The main issue, for us, is that new PRs and changes to the chart that also run this tool (like this commit) will lose information that is already present in the chart catalog (regardless this is a good idea or not). For us, it resulted in a CI failure and a delay in our release (since we depended on, precisely, the Apache chart to have a form :grimacing: ), but general users (and commercial ones) will get the forms they are used to see wiped out.

I think we have to arrange a meeting to discuss the future of the chart metadata and kubeapps visualization at some point.

(I mean, it is not this tool that is to blame, I'm super happy it finally exists and it's working so great! hehehe)

CCing @absoludity and @ppbaena

[1] https://json-schema.org/understanding-json-schema/reference/conditionals.html

miguelaeh commented 3 years ago

do you mean having the current annotated values.yaml plus an additional extensions.yaml file that, together, will yield the metadata file (with the extensions already applied)

Exactly.

The main issue, for us, is that new PRs and changes to the chart that also run this tool (like this commit) will lose information that is already present in the chart catalog (regardless this is a good idea or not)
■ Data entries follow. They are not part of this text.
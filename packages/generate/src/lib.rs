#![cfg_attr(feature = "fail-on-warnings", deny(warnings))]
#![warn(clippy::all, clippy::pedantic, clippy::nursery, clippy::cargo)]
#![allow(clippy::multiple_crate_versions, clippy::cargo_common_metadata)]

//! Renders the results of a bridge accident study.
//!
//! Three kinds of output are produced:
//!
//! * a standalone Leaflet map (`accident-map.html`) plus the underlying
//!   `GeoJSON` (`accidents.geojson`), see [`map`];
//! * an SVG bar chart of accidents per quarter, optionally rasterized to PNG
//!   with `ImageMagick`, see [`chart`];
//! * an animated GIF of accidents appearing month by month, built from
//!   per-frame HTML pages screenshotted by a headless browser and stitched
//!   together with `ImageMagick`, see [`animation`], [`capture`], and [`gif`].
//!
//! External tools are run as blocking subprocesses. A failure is reported
//! as [`GenerateError::ExternalTool`] and never retried.

pub mod animation;
pub mod capture;
pub mod chart;
pub mod gif;
pub mod map;

use std::path::Path;
use std::process::Command;

/// Leaflet map page.
pub const MAP_HTML: &str = "accident-map.html";

/// `GeoJSON` of the in-scope accidents and the corridor outline.
pub const ACCIDENTS_GEOJSON: &str = "accidents.geojson";

/// Quarterly bar chart.
pub const CHART_SVG: &str = "accidents-before-vs-after.svg";

/// Rasterized quarterly bar chart.
pub const CHART_PNG: &str = "accidents-before-vs-after.png";

/// Aggregated study report.
pub const REPORT_JSON: &str = "report.json";

/// Directory holding per-frame HTML pages and screenshots.
pub const FRAMES_DIR: &str = "frames";

/// Animation with uniform frame delays.
pub const ANIMATION_GIF: &str = "animation.gif";

/// Animation with delays weighted by the gap between frames.
pub const ANIMATION_WEIGHTED_GIF: &str = "animation_weighted.gif";

/// Errors that can occur while rendering outputs.
#[derive(Debug, thiserror::Error)]
pub enum GenerateError {
    /// Failed to read or write an output file.
    #[error("I/O error at {path}: {source}")]
    Io {
        /// The file or directory involved.
        path: String,
        /// Underlying error.
        source: std::io::Error,
    },

    /// JSON serialization failed.
    #[error("JSON error: {0}")]
    Json(#[from] serde_json::Error),

    /// An external program could not be started or exited unsuccessfully.
    #[error("{tool} failed: {message}")]
    ExternalTool {
        /// Program name.
        tool: String,
        /// Spawn error or exit status.
        message: String,
    },

    /// There are no frames to animate.
    #[error("No animation frames: no accidents fall inside the animated months")]
    EmptyAnimation,

    /// Frame and delay lists differ in length.
    #[error("Got {frames} frames but {delays} delays")]
    DelayMismatch {
        /// Number of frames.
        frames: usize,
        /// Number of delays.
        delays: usize,
    },
}

pub(crate) fn io(path: &Path, source: std::io::Error) -> GenerateError {
    GenerateError::Io {
        path: path.display().to_string(),
        source,
    }
}

/// Writes `contents` to `path`, creating parent directories as needed.
///
/// # Errors
///
/// Returns [`GenerateError::Io`] if a directory or the file cannot be
/// written.
pub fn write_output(path: &Path, contents: &str) -> Result<(), GenerateError> {
    if let Some(parent) = path.parent()
        && !parent.as_os_str().is_empty()
    {
        std::fs::create_dir_all(parent).map_err(|e| io(parent, e))?;
    }
    std::fs::write(path, contents).map_err(|e| io(path, e))?;
    log::debug!("Wrote {}", path.display());
    Ok(())
}

/// Runs an external program to completion.
///
/// # Errors
///
/// Returns [`GenerateError::ExternalTool`] if the program cannot be started
/// or exits with a non-zero status.
pub(crate) fn run_tool(cmd: &mut Command) -> Result<(), GenerateError> {
    let tool = cmd.get_program().to_string_lossy().into_owned();
    log::debug!("Running {tool} with {} arguments", cmd.get_args().count());

    let status = cmd.status().map_err(|e| GenerateError::ExternalTool {
        tool: tool.clone(),
        message: e.to_string(),
    })?;

    if !status.success() {
        return Err(GenerateError::ExternalTool {
            tool,
            message: format!("exited with {status}"),
        });
    }
    Ok(())
}

/// Escapes text for inclusion in HTML or SVG markup.
#[must_use]
pub fn escape_html(s: &str) -> String {
    let mut out = String::with_capacity(s.len());
    for c in s.chars() {
        match c {
            '&' => out.push_str("&amp;"),
            '<' => out.push_str("&lt;"),
            '>' => out.push_str("&gt;"),
            '"' => out.push_str("&quot;"),
            '\'' => out.push_str("&#39;"),
            _ => out.push(c),
        }
    }
    out
}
I don't totally get how the information could be lost in the referenced PR. In principle, this tool will sync the metadata with the new chart changes so once that PR is merged the metadata should be re-generated and it will be synced with the new changes.
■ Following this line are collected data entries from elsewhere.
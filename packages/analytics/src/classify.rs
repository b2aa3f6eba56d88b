//! Before/after labeling and year-quarter binning.

use bridge_accidents_accident_models::{
    AccidentRecord, ClassifiedRecord, ConstructionState, PeriodLabel,
};
use chrono::NaiveDate;

/// `Before` if `date` is strictly earlier than `split`, otherwise `After`.
#[must_use]
pub fn state_for(date: NaiveDate, split: NaiveDate) -> ConstructionState {
    if date < split {
        ConstructionState::Before
    } else {
        ConstructionState::After
    }
}

/// Labels a record with its state and year-quarter.
#[must_use]
pub fn classify(record: &AccidentRecord, split: NaiveDate) -> ClassifiedRecord {
    ClassifiedRecord {
        record: *record,
        state: state_for(record.date, split),
        period: PeriodLabel::from_date(record.date),
    }
}

/// Labels every record, preserving input order.
#[must_use]
pub fn classify_all(records: &[AccidentRecord], split: NaiveDate) -> Vec<ClassifiedRecord> {
    records.iter().map(|r| classify(r, split)).collect()
}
absoludity commented 3 years ago

I don't totally get how the information could be lost in the referenced PR. In principle, this tool will sync the metadata with the new chart changes so once that PR is merged the metadata should be re-generated and it will be synced with the new changes.

There was information already encoded in the values.schema.json which is not present or derivable from modifiers in the values.yaml. So when the readme-generator is used to generate the values.schema.json, information that we are currently using is lost. You can see this in the commit by looking at the diff for any of the files:

I don't remember how many charts in the bitnami catalog contained custom data in the values.schema.json but it was only a handlful. It would be great if we could avoid landing further changes that remove data like this until we have a way to cope, but understand if you can't delay.

The solution you've outlined @miguelaeh sounds great. If we could extract the existing data that was deleted from the values.schema.json of the apache and postgres charts in the above commit, into a separate file so that is passed as input to the readme generator such that the data gets encoded into the resulting values.schema.json metadata file, we can easily update to the new custom fields.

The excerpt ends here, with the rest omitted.